=== DATA FOR THIS TASK ===
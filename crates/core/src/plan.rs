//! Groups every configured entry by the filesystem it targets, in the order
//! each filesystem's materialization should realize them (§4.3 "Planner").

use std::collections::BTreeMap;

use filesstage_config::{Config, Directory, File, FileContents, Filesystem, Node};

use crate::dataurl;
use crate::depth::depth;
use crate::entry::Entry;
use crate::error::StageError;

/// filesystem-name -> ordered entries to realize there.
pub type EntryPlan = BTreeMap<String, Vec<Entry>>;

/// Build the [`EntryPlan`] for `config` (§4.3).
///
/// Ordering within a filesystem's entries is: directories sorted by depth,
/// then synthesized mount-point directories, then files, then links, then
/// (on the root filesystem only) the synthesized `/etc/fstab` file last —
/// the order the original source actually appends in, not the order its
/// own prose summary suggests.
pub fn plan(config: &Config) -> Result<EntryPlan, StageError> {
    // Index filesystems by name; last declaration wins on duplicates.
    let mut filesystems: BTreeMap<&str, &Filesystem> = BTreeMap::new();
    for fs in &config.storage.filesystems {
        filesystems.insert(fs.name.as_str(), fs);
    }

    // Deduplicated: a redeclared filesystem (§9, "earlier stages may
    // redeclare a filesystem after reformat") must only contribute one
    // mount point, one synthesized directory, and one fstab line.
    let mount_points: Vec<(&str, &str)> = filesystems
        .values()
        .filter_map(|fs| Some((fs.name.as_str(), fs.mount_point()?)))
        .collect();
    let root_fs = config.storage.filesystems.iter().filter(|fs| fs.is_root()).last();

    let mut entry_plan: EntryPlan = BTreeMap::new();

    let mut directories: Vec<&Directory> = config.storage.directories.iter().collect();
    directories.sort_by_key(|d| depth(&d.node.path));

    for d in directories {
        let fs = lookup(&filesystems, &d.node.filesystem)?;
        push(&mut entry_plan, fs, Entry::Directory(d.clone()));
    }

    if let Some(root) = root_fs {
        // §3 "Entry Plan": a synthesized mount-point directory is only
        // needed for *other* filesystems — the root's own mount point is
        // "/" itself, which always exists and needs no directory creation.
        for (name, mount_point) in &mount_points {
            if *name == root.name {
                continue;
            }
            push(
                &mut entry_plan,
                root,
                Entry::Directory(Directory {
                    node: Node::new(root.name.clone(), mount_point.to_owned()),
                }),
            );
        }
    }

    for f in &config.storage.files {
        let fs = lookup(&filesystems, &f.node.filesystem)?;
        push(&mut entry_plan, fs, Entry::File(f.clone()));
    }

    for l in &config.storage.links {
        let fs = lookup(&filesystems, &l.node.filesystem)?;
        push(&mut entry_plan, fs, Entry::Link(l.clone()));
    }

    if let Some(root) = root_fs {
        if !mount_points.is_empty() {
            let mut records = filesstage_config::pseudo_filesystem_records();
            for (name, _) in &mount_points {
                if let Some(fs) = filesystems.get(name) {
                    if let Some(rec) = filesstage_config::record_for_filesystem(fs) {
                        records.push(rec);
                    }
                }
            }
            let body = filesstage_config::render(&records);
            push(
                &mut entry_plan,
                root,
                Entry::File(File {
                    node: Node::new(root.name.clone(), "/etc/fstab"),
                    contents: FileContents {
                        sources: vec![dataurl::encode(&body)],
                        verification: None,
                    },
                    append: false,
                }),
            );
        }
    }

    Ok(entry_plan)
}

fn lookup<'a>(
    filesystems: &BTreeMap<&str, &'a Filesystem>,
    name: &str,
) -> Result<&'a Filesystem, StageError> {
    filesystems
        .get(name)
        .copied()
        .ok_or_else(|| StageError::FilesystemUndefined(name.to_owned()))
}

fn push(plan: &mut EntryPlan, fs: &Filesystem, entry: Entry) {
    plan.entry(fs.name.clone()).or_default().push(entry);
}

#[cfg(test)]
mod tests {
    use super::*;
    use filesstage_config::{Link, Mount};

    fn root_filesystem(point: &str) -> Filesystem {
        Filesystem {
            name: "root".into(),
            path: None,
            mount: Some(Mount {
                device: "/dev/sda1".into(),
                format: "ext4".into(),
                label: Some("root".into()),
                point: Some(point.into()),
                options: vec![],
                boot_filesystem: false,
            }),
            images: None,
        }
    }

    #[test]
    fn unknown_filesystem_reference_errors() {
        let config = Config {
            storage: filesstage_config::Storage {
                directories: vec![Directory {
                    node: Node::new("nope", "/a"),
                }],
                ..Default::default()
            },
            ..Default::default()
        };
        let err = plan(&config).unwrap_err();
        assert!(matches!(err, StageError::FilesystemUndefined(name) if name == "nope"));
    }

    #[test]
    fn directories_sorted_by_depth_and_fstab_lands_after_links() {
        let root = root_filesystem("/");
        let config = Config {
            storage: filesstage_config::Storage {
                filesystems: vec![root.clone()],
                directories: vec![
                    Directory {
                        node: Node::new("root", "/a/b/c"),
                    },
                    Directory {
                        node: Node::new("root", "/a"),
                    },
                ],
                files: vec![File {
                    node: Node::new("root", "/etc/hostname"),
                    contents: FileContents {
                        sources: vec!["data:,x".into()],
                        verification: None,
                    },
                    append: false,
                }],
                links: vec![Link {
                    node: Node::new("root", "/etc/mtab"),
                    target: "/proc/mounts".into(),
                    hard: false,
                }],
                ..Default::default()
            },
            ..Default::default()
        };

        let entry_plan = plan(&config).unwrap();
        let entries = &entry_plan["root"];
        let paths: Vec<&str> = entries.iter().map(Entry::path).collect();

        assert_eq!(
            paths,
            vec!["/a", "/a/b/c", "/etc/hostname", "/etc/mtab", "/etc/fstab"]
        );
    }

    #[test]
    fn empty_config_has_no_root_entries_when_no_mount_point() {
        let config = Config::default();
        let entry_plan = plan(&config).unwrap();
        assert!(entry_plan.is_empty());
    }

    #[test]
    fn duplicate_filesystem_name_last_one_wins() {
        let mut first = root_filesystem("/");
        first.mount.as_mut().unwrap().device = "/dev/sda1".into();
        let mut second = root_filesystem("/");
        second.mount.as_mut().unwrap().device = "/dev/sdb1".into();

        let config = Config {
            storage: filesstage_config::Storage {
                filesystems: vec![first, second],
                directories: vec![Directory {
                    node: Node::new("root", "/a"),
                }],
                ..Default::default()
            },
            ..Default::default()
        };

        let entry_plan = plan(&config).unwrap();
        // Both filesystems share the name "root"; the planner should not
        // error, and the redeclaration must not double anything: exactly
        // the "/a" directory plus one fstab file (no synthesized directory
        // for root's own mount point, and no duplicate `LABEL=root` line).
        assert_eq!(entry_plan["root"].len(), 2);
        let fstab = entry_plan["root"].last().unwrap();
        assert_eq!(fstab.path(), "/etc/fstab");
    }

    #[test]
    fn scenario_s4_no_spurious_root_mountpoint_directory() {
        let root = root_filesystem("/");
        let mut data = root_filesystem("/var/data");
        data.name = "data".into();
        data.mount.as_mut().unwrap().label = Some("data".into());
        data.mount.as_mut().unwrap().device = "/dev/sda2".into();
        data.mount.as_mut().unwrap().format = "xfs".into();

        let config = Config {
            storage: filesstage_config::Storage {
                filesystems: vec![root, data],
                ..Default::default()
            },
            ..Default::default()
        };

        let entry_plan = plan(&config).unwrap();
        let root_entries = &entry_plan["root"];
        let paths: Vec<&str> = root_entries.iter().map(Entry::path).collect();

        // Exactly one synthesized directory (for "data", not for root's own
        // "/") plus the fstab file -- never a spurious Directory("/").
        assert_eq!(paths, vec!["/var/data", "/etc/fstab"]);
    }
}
--
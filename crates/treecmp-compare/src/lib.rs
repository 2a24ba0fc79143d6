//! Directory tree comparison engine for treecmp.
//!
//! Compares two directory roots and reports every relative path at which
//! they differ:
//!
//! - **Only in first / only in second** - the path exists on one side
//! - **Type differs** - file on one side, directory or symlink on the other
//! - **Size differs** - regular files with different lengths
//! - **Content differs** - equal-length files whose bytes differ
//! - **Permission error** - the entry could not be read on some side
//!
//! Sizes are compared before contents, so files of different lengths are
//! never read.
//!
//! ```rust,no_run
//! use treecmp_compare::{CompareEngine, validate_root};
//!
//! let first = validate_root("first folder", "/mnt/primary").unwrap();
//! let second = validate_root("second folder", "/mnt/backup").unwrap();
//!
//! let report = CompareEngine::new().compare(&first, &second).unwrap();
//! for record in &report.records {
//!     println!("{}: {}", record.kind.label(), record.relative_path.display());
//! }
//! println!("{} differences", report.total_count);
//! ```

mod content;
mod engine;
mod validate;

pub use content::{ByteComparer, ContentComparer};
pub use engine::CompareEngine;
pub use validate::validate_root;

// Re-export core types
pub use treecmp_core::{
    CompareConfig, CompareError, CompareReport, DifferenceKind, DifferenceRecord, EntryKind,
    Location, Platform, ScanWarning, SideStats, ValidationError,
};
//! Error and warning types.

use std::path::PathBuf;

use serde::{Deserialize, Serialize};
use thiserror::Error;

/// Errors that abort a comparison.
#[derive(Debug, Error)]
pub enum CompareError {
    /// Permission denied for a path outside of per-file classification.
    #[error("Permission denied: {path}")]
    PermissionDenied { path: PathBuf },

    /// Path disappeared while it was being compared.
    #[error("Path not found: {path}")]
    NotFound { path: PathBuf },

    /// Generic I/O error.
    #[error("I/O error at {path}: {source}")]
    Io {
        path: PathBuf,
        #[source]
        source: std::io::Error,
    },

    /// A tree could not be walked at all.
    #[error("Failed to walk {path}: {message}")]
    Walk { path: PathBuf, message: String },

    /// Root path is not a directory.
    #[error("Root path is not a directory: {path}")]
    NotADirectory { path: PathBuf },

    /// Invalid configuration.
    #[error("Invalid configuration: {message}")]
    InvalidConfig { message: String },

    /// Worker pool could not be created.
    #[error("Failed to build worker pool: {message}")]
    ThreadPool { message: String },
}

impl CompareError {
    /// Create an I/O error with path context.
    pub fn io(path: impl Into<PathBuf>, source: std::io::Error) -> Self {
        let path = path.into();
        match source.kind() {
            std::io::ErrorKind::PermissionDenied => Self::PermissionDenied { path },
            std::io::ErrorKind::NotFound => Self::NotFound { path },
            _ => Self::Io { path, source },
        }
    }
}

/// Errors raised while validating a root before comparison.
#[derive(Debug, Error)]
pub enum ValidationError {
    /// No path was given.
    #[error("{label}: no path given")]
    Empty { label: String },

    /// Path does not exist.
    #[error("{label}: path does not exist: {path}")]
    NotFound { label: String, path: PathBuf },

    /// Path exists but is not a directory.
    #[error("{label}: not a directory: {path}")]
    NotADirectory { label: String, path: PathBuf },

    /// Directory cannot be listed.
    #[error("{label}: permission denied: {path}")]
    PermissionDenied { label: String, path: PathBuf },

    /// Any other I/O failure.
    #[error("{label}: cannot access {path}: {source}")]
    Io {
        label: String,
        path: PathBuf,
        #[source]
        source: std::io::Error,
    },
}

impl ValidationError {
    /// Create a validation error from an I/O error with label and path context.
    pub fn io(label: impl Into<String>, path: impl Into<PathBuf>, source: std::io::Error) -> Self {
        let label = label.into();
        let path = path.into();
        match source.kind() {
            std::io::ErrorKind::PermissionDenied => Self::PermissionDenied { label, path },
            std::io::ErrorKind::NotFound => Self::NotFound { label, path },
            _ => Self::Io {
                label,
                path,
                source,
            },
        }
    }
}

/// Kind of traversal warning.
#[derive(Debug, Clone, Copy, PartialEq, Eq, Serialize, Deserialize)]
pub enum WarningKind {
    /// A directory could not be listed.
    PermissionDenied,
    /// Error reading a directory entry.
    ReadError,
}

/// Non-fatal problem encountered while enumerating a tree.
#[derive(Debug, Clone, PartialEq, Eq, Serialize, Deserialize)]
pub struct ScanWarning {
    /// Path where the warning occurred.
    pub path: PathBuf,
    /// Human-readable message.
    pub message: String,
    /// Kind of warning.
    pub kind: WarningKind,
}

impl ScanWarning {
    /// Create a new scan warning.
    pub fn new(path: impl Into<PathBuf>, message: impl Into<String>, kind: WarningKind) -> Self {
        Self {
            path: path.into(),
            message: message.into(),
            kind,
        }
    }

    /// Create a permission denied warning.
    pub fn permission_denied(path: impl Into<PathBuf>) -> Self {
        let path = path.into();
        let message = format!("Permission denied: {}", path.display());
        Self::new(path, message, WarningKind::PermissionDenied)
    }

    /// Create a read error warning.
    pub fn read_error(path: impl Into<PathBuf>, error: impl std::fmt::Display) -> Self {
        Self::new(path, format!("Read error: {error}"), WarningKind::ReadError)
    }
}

=== TASK STATEMENT ===
From the data above, show each line that contains "never".

=== RESULT ===
        // "/") plus the fstab file -- never a spurious Directory("/").
//! never read.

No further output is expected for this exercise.